──────── Provided information ────────

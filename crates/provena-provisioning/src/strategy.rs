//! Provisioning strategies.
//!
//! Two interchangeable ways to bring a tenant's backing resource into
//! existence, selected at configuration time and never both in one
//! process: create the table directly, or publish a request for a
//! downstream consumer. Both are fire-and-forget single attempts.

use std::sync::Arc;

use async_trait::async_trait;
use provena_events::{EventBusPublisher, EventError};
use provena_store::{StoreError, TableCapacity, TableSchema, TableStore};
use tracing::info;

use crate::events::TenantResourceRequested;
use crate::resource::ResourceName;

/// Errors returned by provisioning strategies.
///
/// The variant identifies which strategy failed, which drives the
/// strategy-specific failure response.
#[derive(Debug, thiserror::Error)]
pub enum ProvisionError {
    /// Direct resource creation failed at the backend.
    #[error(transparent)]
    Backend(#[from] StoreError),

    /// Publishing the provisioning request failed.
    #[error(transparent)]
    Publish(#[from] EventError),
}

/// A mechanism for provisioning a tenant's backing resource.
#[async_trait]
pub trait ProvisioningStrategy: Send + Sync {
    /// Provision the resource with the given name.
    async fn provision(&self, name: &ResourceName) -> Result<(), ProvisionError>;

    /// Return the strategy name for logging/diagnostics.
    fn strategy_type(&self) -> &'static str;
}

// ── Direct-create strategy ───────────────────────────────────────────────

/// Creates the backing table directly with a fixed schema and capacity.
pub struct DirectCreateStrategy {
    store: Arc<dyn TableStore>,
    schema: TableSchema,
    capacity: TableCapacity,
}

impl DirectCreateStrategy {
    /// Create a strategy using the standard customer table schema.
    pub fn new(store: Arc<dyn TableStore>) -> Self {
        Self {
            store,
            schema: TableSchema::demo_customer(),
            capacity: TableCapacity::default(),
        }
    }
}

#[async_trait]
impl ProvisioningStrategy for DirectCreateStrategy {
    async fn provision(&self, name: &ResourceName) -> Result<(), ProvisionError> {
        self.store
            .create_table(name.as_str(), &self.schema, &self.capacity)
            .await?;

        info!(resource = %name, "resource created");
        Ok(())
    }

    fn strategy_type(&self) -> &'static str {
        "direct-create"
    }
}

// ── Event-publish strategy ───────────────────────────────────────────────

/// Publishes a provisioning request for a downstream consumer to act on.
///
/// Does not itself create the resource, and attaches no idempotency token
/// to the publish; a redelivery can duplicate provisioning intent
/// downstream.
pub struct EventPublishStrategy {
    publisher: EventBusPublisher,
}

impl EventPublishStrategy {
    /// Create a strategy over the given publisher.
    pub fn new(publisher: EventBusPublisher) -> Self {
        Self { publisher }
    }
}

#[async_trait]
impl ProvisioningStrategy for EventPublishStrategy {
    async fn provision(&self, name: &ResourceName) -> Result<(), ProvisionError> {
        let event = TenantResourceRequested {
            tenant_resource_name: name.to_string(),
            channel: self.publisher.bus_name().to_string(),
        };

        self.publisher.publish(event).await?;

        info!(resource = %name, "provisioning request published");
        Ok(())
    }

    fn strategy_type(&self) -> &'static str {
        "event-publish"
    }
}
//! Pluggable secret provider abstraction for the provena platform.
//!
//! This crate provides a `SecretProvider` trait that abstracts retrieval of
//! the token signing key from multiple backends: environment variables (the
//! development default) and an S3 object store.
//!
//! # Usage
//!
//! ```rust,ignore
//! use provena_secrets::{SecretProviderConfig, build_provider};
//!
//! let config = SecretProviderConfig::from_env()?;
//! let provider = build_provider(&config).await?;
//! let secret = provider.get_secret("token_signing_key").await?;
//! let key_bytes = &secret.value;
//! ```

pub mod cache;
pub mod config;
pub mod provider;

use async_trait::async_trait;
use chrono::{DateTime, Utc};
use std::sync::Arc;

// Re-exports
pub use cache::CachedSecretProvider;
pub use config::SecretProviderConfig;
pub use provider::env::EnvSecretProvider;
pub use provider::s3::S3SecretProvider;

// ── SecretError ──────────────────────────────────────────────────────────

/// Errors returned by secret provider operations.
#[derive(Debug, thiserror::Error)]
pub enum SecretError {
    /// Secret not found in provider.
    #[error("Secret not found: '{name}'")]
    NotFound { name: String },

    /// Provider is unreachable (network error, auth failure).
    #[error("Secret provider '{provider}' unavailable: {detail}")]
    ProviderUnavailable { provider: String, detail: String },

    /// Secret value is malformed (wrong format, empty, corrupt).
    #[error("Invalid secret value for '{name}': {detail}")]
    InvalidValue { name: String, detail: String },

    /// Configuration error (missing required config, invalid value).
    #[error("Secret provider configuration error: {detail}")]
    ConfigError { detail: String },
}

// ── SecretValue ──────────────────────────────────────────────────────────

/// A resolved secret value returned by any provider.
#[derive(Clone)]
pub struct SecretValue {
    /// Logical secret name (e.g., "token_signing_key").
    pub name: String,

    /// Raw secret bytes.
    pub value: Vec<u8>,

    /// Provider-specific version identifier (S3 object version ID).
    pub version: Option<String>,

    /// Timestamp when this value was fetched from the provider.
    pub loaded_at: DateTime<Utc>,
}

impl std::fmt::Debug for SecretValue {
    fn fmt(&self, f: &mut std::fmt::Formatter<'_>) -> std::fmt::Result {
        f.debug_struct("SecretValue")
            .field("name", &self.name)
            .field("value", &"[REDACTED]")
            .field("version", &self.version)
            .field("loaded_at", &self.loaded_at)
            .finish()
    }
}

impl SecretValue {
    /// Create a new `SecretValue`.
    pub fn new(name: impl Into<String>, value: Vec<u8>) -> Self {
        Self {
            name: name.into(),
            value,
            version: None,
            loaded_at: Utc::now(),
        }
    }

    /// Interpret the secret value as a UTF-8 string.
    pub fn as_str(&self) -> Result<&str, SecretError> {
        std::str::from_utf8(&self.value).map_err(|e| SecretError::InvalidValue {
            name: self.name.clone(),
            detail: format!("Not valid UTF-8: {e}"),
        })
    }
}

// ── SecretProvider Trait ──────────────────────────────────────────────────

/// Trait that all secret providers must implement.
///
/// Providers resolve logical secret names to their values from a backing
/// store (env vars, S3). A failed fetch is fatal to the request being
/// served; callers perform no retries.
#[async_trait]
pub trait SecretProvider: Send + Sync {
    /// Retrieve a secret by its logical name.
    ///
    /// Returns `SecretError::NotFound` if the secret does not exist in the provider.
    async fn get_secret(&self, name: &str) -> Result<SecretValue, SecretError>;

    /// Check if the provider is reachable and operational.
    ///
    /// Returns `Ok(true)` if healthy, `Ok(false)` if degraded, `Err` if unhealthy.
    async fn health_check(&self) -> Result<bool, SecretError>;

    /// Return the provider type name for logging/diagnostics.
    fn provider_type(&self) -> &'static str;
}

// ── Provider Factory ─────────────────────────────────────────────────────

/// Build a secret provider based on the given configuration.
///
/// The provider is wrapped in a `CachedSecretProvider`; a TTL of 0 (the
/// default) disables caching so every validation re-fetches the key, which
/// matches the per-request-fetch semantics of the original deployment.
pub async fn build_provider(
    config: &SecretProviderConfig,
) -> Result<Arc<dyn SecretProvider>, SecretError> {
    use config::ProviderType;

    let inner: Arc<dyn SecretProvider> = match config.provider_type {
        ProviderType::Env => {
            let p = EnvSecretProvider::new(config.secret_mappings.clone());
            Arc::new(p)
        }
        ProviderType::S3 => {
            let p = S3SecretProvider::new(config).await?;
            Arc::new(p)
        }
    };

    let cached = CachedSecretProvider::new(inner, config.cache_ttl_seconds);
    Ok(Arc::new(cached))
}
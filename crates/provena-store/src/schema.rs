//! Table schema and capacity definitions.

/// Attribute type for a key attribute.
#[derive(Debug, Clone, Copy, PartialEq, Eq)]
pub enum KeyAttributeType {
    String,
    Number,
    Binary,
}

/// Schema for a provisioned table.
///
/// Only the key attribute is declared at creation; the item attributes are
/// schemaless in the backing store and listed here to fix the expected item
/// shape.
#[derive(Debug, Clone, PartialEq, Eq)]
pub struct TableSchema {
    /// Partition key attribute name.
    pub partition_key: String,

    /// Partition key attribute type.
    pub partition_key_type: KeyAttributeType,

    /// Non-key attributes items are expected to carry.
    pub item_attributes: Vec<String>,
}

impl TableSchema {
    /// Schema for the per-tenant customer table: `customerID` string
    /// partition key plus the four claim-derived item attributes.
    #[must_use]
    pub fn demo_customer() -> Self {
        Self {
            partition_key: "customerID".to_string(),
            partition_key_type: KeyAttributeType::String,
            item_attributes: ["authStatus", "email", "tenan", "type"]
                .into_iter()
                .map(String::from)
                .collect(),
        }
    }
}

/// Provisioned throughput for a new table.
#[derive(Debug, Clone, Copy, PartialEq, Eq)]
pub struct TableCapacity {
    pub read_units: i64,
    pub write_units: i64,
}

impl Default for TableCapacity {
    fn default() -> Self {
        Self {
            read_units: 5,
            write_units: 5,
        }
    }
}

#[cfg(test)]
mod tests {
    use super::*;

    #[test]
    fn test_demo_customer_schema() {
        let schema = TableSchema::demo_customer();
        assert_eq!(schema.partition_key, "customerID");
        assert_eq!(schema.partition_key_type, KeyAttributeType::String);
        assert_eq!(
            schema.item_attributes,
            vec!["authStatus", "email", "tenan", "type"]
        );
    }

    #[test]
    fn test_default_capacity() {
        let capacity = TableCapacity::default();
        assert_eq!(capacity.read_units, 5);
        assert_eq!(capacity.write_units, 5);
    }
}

────────

## Task goal
When you reach the line with "at the backend." in the records above, start writing out lines exactly, and stop once the line with "pub struct DirectCreateStrategy" has been written; include nothing else.

## Solution to this exercise
    /// Direct resource creation failed at the backend.
    #[error(transparent)]
    Backend(#[from] StoreError),

    /// Publishing the provisioning request failed.
    #[error(transparent)]
    Publish(#[from] EventError),
}

/// A mechanism for provisioning a tenant's backing resource.
#[async_trait]
pub trait ProvisioningStrategy: Send + Sync {
    /// Provision the resource with the given name.
    async fn provision(&self, name: &ResourceName) -> Result<(), ProvisionError>;

    /// Return the strategy name for logging/diagnostics.
    fn strategy_type(&self) -> &'static str;
}

// ── Direct-create strategy ───────────────────────────────────────────────

/// Creates the backing table directly with a fixed schema and capacity.
pub struct DirectCreateStrategy {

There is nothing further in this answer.